REQUIRED ACTION -
Search the data below for the string "escaped" and copy all lines where it shows up.

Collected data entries
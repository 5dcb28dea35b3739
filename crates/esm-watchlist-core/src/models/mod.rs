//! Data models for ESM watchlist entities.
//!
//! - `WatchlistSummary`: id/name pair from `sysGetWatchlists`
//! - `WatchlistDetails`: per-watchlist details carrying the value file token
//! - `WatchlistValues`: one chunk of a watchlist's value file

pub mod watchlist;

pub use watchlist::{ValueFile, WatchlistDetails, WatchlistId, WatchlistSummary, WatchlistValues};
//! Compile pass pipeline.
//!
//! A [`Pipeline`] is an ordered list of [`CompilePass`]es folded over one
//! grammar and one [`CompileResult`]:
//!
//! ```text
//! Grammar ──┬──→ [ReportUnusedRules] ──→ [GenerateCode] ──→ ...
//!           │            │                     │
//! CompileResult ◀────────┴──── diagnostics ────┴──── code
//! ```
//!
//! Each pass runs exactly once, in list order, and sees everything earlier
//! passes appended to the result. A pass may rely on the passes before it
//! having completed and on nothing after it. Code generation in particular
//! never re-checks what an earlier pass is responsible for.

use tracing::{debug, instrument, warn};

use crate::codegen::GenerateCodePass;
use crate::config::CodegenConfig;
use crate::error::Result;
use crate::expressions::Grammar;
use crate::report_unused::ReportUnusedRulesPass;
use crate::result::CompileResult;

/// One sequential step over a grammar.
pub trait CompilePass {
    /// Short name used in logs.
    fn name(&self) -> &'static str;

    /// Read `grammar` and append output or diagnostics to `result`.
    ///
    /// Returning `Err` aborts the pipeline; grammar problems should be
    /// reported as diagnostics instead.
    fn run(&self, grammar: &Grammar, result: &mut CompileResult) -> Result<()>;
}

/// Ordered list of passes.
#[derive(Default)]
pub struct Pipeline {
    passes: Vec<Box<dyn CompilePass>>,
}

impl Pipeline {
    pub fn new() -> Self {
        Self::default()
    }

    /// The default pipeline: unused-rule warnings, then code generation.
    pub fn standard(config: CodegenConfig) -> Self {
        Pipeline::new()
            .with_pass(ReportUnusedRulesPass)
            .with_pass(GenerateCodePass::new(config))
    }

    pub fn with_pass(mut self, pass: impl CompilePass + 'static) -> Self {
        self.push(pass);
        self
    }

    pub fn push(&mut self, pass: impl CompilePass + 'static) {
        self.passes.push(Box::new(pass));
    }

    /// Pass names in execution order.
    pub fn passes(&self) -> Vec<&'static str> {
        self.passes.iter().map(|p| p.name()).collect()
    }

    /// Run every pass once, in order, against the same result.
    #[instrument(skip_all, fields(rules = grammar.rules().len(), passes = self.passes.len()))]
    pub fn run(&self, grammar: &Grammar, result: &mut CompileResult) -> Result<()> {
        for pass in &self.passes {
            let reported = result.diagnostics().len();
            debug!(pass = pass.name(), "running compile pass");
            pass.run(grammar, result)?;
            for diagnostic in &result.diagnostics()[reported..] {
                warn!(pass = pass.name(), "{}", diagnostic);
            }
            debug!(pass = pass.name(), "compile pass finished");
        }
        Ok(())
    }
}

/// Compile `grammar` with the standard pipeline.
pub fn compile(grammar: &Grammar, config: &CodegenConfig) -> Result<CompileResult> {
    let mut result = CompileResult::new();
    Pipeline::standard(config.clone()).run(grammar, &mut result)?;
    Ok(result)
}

==

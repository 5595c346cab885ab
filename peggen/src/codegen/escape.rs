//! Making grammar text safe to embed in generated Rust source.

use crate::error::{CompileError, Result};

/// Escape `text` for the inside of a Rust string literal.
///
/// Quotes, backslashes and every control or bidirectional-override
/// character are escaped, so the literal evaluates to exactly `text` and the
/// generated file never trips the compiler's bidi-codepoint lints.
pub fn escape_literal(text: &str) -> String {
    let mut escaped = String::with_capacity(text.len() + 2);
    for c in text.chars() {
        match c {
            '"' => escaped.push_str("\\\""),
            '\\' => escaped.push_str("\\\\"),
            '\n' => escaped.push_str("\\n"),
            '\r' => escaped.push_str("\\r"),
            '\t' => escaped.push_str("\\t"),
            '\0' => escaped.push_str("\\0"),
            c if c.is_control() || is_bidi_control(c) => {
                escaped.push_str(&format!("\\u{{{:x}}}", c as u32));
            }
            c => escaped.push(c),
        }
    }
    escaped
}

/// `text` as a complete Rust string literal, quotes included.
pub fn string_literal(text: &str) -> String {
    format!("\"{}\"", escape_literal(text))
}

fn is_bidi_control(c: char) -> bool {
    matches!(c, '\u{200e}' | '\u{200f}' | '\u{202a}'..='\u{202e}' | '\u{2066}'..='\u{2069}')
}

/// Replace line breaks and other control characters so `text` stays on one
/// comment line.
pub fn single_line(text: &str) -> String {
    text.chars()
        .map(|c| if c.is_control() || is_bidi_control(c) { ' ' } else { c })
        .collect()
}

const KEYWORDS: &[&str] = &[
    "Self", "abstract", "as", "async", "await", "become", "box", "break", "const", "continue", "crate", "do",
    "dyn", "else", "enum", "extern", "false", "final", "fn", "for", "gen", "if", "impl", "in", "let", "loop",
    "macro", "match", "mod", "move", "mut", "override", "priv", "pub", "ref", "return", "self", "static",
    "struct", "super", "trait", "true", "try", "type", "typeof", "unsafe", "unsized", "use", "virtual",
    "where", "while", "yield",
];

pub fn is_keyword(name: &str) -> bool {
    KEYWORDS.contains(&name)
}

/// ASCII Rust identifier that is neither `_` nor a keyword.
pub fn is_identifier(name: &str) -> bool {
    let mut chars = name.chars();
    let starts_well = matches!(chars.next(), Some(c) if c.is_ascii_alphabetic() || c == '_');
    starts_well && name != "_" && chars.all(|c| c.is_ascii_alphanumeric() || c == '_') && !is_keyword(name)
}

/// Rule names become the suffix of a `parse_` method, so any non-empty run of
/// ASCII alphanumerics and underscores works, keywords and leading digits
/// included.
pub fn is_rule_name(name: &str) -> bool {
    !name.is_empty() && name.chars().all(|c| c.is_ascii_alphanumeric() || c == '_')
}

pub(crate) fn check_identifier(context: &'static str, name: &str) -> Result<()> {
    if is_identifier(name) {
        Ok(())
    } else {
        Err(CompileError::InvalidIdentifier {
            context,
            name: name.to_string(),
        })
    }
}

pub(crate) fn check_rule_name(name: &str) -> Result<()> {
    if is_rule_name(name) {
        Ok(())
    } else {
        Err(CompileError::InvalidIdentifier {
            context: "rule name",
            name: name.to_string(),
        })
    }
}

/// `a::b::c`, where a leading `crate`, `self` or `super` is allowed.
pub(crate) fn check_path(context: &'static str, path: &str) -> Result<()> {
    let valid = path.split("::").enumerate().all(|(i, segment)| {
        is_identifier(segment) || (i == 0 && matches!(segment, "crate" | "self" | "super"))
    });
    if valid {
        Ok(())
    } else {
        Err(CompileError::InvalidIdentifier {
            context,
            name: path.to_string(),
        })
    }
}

ANSWER TO THE EXERCISE -
/// character are escaped, so the literal evaluates to exactly `text` and the
    let mut escaped = String::with_capacity(text.len() + 2);
            '"' => escaped.push_str("\\\""),
            '\\' => escaped.push_str("\\\\"),
            '\n' => escaped.push_str("\\n"),
            '\r' => escaped.push_str("\\r"),
            '\t' => escaped.push_str("\\t"),
            '\0' => escaped.push_str("\\0"),
                escaped.push_str(&format!("\\u{{{:x}}}", c as u32));
            c => escaped.push(c),
    escaped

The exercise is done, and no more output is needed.